“La incidencia del tributo es muy grande en nuestra historia, y estuvo presente desde sus inicios”, explica Gabriel Miremont, curador del museo de la Administración Federal de Ingresos Públicos (Afip), ubicado en el edificio del ex Majestic Hotel, en Avenida de Mayo 1317.
Desde botellas de bebidas falsificadas, confiscadas en la década de 1950, y una matricería para la elaboración clandestina de cigarritos, hasta una caja fuerte Landolfi, donde la Dirección de Impuestos a los Réditos atesoraba sus billetes, el museo de la autoridad fiscal abunda en datos y anécdotas.
Todo empezó a principios del siglo XVI, cuando los españoles desembarcaron en América y se sorprendieron con un tributo hasta entonces desconocido para ellos: el impuesto a los piojos. “En el imperio inca ya se cobraban impuestos, y aquellos que no tenían bienes estaban obligados a contribuir con una bolsita de tela repleta de piojos. La imposición no tenía una finalidad económica, sino que buscaba educar a los habitantes sobre la necesidad de compartir algo propio con los demás”, apunta Miremont.

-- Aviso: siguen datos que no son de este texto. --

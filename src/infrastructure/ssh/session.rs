//! SSH control-master session
//!
//! Drives the system `ssh` client. `connect` authenticates once and leaves an
//! OpenSSH control master running in the background; every later command is
//! multiplexed over its socket, so password prompts happen only once.
//! The master is told to exit when the session is dropped.

use std::io::Read;
use std::path::{Path, PathBuf};
use std::sync::Arc;

use tempfile::TempDir;

use crate::config::{Authentication, UploadConfig};
use crate::domain::ports::{CommandOutput, CommandRunner, CommandSpec, TransferError};

const SSH_PROGRAM: &str = "ssh";
const SSHPASS_PROGRAM: &str = "sshpass";

/// Quote a string for safe use in a remote POSIX shell command
pub fn shell_quote(s: &str) -> String {
    format!("'{}'", s.replace('\'', "'\\''"))
}

/// Connection parameters derived from the upload settings
#[derive(Debug, Clone, PartialEq, Eq)]
pub struct SshTarget {
    /// `user@host` or `host`
    pub destination: String,
    pub port: u16,
    pub authentication: Authentication,
}

impl SshTarget {
    pub fn from_upload(upload: &UploadConfig) -> Result<Self, TransferError> {
        let port = upload.port().map_err(TransferError::Connection)?;
        Ok(Self {
            destination: upload.ssh_target(),
            port,
            authentication: upload.authentication(),
        })
    }
}

/// An open, multiplexed SSH connection
pub struct SshSession {
    runner: Arc<dyn CommandRunner>,
    target: SshTarget,
    control_path: PathBuf,
    connected: bool,
    // Holds the control socket; removed after the master exits.
    _control_dir: TempDir,
}

impl SshSession {
    /// Authenticate and start the control master.
    pub fn connect(runner: Arc<dyn CommandRunner>, target: SshTarget) -> Result<Self, TransferError> {
        let control_dir = tempfile::Builder::new()
            .prefix("publisher-ssh-")
            .tempdir()
            .map_err(|e| TransferError::Connection(format!("cannot create control directory: {}", e)))?;
        let control_path = control_dir.path().join("master");

        let mut session = Self {
            runner,
            target,
            control_path,
            connected: false,
            _control_dir: control_dir,
        };

        let spec = session.master_spec();
        tracing::info!(
            destination = %session.target.destination,
            port = session.target.port,
            "connecting"
        );
        let output = session
            .runner
            .run(&spec)
            .map_err(|e| TransferError::Connection(e.to_string()))?;

        if !output.success() {
            return Err(TransferError::Connection(format!(
                "ssh to {} failed: {}",
                session.target.destination,
                output.combined().trim()
            )));
        }

        session.connected = true;
        Ok(session)
    }

    pub fn target(&self) -> &SshTarget {
        &self.target
    }

    pub fn control_path(&self) -> &Path {
        &self.control_path
    }

    fn control_path_arg(&self) -> String {
        format!("ControlPath={}", self.control_path.display())
    }

    /// Command that authenticates and leaves a persistent master behind.
    fn master_spec(&self) -> CommandSpec {
        let mut ssh_args = vec![
            "-o".to_string(),
            "ControlMaster=yes".to_string(),
            "-o".to_string(),
            "ControlPersist=yes".to_string(),
            "-o".to_string(),
            self.control_path_arg(),
            "-o".to_string(),
            "StrictHostKeyChecking=accept-new".to_string(),
            "-p".to_string(),
            self.target.port.to_string(),
        ];

        let spec = match &self.target.authentication {
            Authentication::PrivateKey(key) => {
                ssh_args.extend([
                    "-i".to_string(),
                    key.display().to_string(),
                    "-o".to_string(),
                    "IdentitiesOnly=yes".to_string(),
                    "-o".to_string(),
                    "BatchMode=yes".to_string(),
                ]);
                CommandSpec::new(SSH_PROGRAM)
            }
            Authentication::Password(password) => {
                ssh_args.extend([
                    "-o".to_string(),
                    "PreferredAuthentications=password,keyboard-interactive".to_string(),
                    "-o".to_string(),
                    "PubkeyAuthentication=no".to_string(),
                ]);
                // sshpass -e reads the password from SSHPASS
                CommandSpec::new(SSHPASS_PROGRAM)
                    .args(["-e", SSH_PROGRAM])
                    .env("SSHPASS", password.as_str())
            }
        };

        spec.args(ssh_args)
            .arg(self.target.destination.as_str())
            .arg("true")
    }

    /// Command running `remote_command` over the existing master.
    fn exec_spec(&self, remote_command: &str) -> CommandSpec {
        CommandSpec::new(SSH_PROGRAM)
            .args(["-o", "ControlMaster=no", "-o"])
            .arg(self.control_path_arg())
            .args(["-o", "BatchMode=yes", "-p"])
            .arg(self.target.port.to_string())
            .arg(self.target.destination.as_str())
            .arg("--")
            .arg(remote_command)
    }

    /// Run a remote shell command and capture its output.
    pub fn exec(&self, remote_command: &str) -> Result<CommandOutput, TransferError> {
        self.runner
            .run(&self.exec_spec(remote_command))
            .map_err(|e| TransferError::Connection(e.to_string()))
    }

    /// Run a remote shell command with `input` on its standard input.
    pub fn exec_with_input(
        &self,
        remote_command: &str,
        input: &mut dyn Read,
    ) -> Result<CommandOutput, TransferError> {
        self.runner
            .run_with_input(&self.exec_spec(remote_command), input)
            .map_err(|e| TransferError::Connection(e.to_string()))
    }

    /// Stop the control master. Failures are logged, never returned.
    pub fn disconnect(&mut self) {
        if !self.connected {
            return;
        }
        self.connected = false;

        let spec = CommandSpec::new(SSH_PROGRAM)
            .arg("-o")
            .arg(self.control_path_arg())
            .args(["-O", "exit"])
            .arg(self.target.destination.as_str());

        match self.runner.run(&spec) {
            Ok(output) if output.success() => {
                tracing::debug!(destination = %self.target.destination, "disconnected")
            }
            Ok(output) => tracing::warn!(
                destination = %self.target.destination,
                "ssh master did not exit cleanly: {}",
                output.combined().trim()
            ),
            Err(e) => tracing::warn!("failed to stop ssh master: {}", e),
        }
    }
}

impl Drop for SshSession {
    fn drop(&mut self) {
        self.disconnect();
    }
}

El 11 de junio de 1586, a seis años exactos de la segunda fundación de Buenos Aires, arribaba a su puerto la carabela Nuestra Señora del Rosario, con carga de las costas del Brasil, lo cual marcó oficialmente la apertura de las actividades aduaneras en el país.
Desde entonces, las crisis se sucedieron, y con ellas nuevos impuestos. Hacia 1890 surgía el tributo al alcohol, la cerveza y los fósforos como el primer impuesto nacional para paliar la crisis. Sin embargo, ya a esa altura casi nadie estaba al margen de algún tipo de vinculación con el contrabando, y la evasión se había transformado en el gran deporte nacional.
Evasores ilustres
Transcurría el siglo XVI y Buenos Aires era el escenario ideal para este tipo de actividades. Incontables túneles subterráneos, costas de fácil acceso para pequeñas barcazas y frondosos montes de sauces y naranjos disimulaban la circulación de los contrabandistas. Si bien los primeros grandes deportistas de la evasión fueron los ingleses, hubo muchos locales que se resistieron a soltar una moneda a la hora del tributo, como el ministro Felipe Arana, o el mismísimo Juan Martín de Pueyrredón, distinguido por la reconquista de Buenos Aires contra las invasiones inglesas en el año 1806.
Un capítulo aparte merece el gobernador de Buenos Aires Fernando de Zárate (fallecido en 1595), quien alardeaba de una técnica especial conocida popularmente como arribada forzosa. El procedimiento era sencillo. Ante todo, se precisaba un barco en el océano, cargado hasta los bordes con mercadería no declarada, listo para ingresar al puerto. Hasta aquí todavía no se podía hablar de contrabando, ya que no había tocado tierra. Entonces, el capitán enviaba un mensajero hasta la orilla para explicar que tenía un problema a bordo y que debía entrar de urgencia al fondeadero. Ingresaba la nave y se desembarcaba la mercadería, para ser rematada de inmediato, como dictaba la ley. Obviamente, quien la compraba era un testaferro.
Entre los evasores de alcurnia había tesoreros reales como Simón de Valdez, alcaldes como Juan de Vergara y hasta un obispo de Tucumán llamado Fray Francisco de Vitoria. Si bien el prelado no era directamente quien hacía las maniobras, es sabido que estaba en sociedad con los contrabandistas.
La lista continúa con Domingo Belgrano y Peri, padre de Manuel Belgrano, y con Ximénez de Mesa, el mismísimo administrador de la Aduana. Y cómo olvidar al gobernador Juan de Velasco y Tejada, sorprendido en plena tarea, encontrado culpable en su juicio y enviado de vuelta a España.
Sobre éstas y otras cuestiones encontrará el visitante testimonio en el museo de la Afip, que figura como único en América y entre los cuatro de su género en el mundo.